As the government trumpets headline inflation figures coming down, the reality for many manufacturing businesses is that government charges themselves are skyrocketing, putting a significant burden on business.
Aleks Lajovic, managing director of Australian tube manufacturer, Impact International, based in Smithfield, NSW, is among those frustrated that fees charged by government and statutory agencies are soaring way past inflationary numbers, making operational costs unsustainable.
He said, “All levels of government tell us inflation is getting under control and that they are committed to supporting local manufacturing. As a proud Australian manufacturer, we appreciate the sentiment.
“So, with annualised inflation apparently now running at less than four per cent, we analysed some of our cost inputs that are directly controlled or heavily influenced by the NSW state and / or federal government.
“We compared what we paid in 2022 to what we are paying in 2024, and below is the percentage increase over the last two years – it is a sobering read.”
Lajovic’s figures show:
* Local council rates: up 26.6 per cent in two years.
* Total ISR insurance premium: up 46.7 per cent in two years (our insured value was constant).
* NSW land tax: up 74.5 per cent in two years.
* NSW Fire Services Levy paid as part of insurance coverage in NSW: up 26.6 per cent in two years.
* Energy cost per kWh: up 140 per cent (disclosure: Impact did come off a long term contract this year).
* Network charges set as part of our energy bill: up 25 per cent in two years.
* Environmental charges set as part of our electricity bill: up 65.1 per cent in two years.
Lajovic said, “None of these cost inputs show any correlation to the inflation numbers. No manufacturing business can operate in Australia without paying for the above items.”
Soaring land tax, up by a whopping 74.5 per cent in the last two years, translates to higher rents, or for businesses like Impact, which own their own building, an additional extra burden after the costs of purchase.
Lajovic said, “These costs need to stabilise or reduce in 2025 otherwise local manufacturing will only get less competitive and weaker. We are already seeing this with our supplier base shrinking each year.”
The rapidly increasing fees cited by Lajovic, and replicated across many businesses, seem to show the federal and state governments are saying one thing – we support Australian manufacturing – but doing another, in driving up costs so high that work will be driven offshore.
This rings true for northern NSW plastic bottle manufacturing company Ant Packaging. PKN spoke to managing director John Clark, who says in the last six months the company has lost business to imported products due to spiralling costs.
Clark concurs with Lajovic’s findings: “The reality is, it is a real struggle. Insurance and electricity costs are the big killers – and these are government-controlled charges.
“We were looking at investing in a recycling project, and were quite far into progressing this, but while we were doing our research, we visited a fellow recycler and discovered he has had to shut the business because insurance costs hiked from $80,000 a year to $250,0000. We realised then that our project would probably not get off the ground.”
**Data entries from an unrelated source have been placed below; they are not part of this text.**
//! Derived ranking of discussion keys by thread size.
//!
//! [`TrendingIndex`] holds no state of its own: every call to [`top`]
//! recomputes the ranking from the store under its lock. Thread counts are
//! small (bounded by key churn) so a full scan per request is fine.
//!
//! [`top`]: TrendingIndex::top

use chrono::{DateTime, Utc};
use serde::Serialize;

use crate::store::DiscussionStore;

/// One row of the trending ranking.
///
/// Serializes as `{key, commentCount, mostRecentTimestamp}`; the timestamp
/// is null for threads emptied by deletions.
#[derive(Debug, Clone, Serialize)]
#[serde(rename_all = "camelCase")]
pub struct TrendingThread {
    /// Discussion key, e.g. `"one-piece:1015"`.
    pub key: String,
    pub comment_count: usize,
    /// Creation time of the newest comment; `None` for emptied threads.
    #[serde(rename = "mostRecentTimestamp")]
    pub most_recent: Option<DateTime<Utc>>,
}

/// Read-only view over a [`DiscussionStore`] ranking keys by comment count.
pub struct TrendingIndex<'a> {
    store: &'a DiscussionStore,
}

impl<'a> TrendingIndex<'a> {
    pub fn new(store: &'a DiscussionStore) -> Self {
        Self { store }
    }

    /// The `n` busiest discussion keys, descending by comment count. Ties
    /// keep the underlying iteration order.
    pub fn top(&self, n: usize) -> Vec<TrendingThread> {
        let mut rows = self.store.with_threads(|threads| {
            threads
                .iter()
                .map(|(key, thread)| TrendingThread {
                    key: key.clone(),
                    comment_count: thread.len(),
                    most_recent: thread.iter().map(|c| c.created_at).max(),
                })
                .collect::<Vec<_>>()
        });

        // Stable sort: equal counts keep their iteration order.
        rows.sort_by(|a, b| b.comment_count.cmp(&a.comment_count));
        rows.truncate(n);
        rows
    }
}

#[cfg(test)]
mod tests {
    use std::time::Duration;

    use super::*;
    use crate::limiter::SlidingWindowLimiter;

    fn open_store() -> DiscussionStore {
        DiscussionStore::new(SlidingWindowLimiter::new(Duration::from_secs(10), usize::MAX))
    }

    fn fill(store: &DiscussionStore, key: &str, count: usize) {
        for i in 0..count {
            store
                .add_comment(key, "9.9.9.9", "ana", &format!("comment {i}"), None)
                .unwrap();
        }
    }

    #[test]
    fn ranks_keys_by_comment_count_descending() {
        let store = open_store();
        fill(&store, "a:1", 5);
        fill(&store, "b:2", 50);
        fill(&store, "c:3", 1);

        let top = TrendingIndex::new(&store).top(10);
        let counts: Vec<usize> = top.iter().map(|t| t.comment_count).collect();
        assert_eq!(counts, vec![50, 5, 1]);
        assert_eq!(top[0].key, "b:2");
    }

    #[test]
    fn truncates_to_n() {
        let store = open_store();
        for i in 0..15 {
            fill(&store, &format!("work:{i}"), i + 1);
        }
        let top = TrendingIndex::new(&store).top(10);
        assert_eq!(top.len(), 10);
        assert_eq!(top[0].comment_count, 15);
    }

    #[test]
    fn empty_store_yields_empty_ranking() {
        let store = open_store();
        assert!(TrendingIndex::new(&store).top(10).is_empty());
    }

    #[test]
    fn most_recent_tracks_the_newest_comment() {
        let store = open_store();
        fill(&store, "a:1", 3);
        let top = TrendingIndex::new(&store).top(1);
        let newest = store.list_comments("a:1")[0].created_at;
        assert_eq!(top[0].most_recent, Some(newest));
    }

    #[test]
    fn emptied_threads_rank_last_with_no_timestamp() {
        let store = open_store();
        let c = store.add_comment("a:1", "ip", "ana", "bye", None).unwrap();
        store.delete_comment("a:1", &c.id).unwrap();
        fill(&store, "b:2", 2);

        let top = TrendingIndex::new(&store).top(10);
        assert_eq!(top.len(), 2);
        assert_eq!(top[1].key, "a:1");
        assert_eq!(top[1].comment_count, 0);
        assert_eq!(top[1].most_recent, None);

        // The wire key is still present, as null, not omitted.
        let row = serde_json::to_value(&top[1]).unwrap();
        assert!(row["mostRecentTimestamp"].is_null());
    }

    #[test]
    fn rows_serialize_with_contract_keys() {
        let store = open_store();
        fill(&store, "a:1", 1);

        let row = serde_json::to_value(&TrendingIndex::new(&store).top(1)[0]).unwrap();
        let obj = row.as_object().unwrap();
        assert!(obj.contains_key("key"));
        assert!(obj.contains_key("commentCount"));
        assert!(obj.contains_key("mostRecentTimestamp"));
        assert_eq!(obj.len(), 3);
        assert_eq!(row["commentCount"], 1);
        assert!(row["mostRecentTimestamp"].is_string());
    }
}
So, while government is making moves to invest in recycling, and is considering legislation that will drive a circular economy, the attendant running costs spiralling out of control will make it impossible for local companies to develop the necessary infrastructure.
Trying to meet these costs impacts the ability to invest in new technology too. John Galea, managing director of label converting business Wagner Labels tells PKN that with order numbers decreasing and volumes slowing, the company is holding back on purchasing new machinery.
“When I look at those figures Aleks has shared, the scary part is the amount these costs have gone up by, they’re spiralling, and this impacts everyone in the value chain. If we’re not investing, our suppliers will suffer.”
Ashley Goldsbrough, director at Dimension1, a NSW company that services the food packaging and printing businesses by cutting materials to size, says the company is finding it difficult to run the business due to high insurance, among other costs. “Our client base is shrinking as businesses close, and we're holding back on further investment for now. We have been in business a long time, much like Impact International, but even though we know things do get better when a recession lifts, there's a lot of pain now.”
Another concern raised by everyone PKN spoke to, is that with businesses closing, or downsizing, the industry is losing valuable expertise and skills that will be difficult to replace.
On the skills front, Brendon Holmes, managing director of Victorian-based packaging company Caps & Closures, says the industry shortage of skilled workers is hampering his business' growth and ability to expand.
“I concur wholeheartedly with Aleks' comments,” Holmes said. “We're being offered government incentives to invest in local manufacturing, but these are in direct conflict with the other costs we're facing.”
PKN has reached out to other manufacturers, and will update the story with further feedback.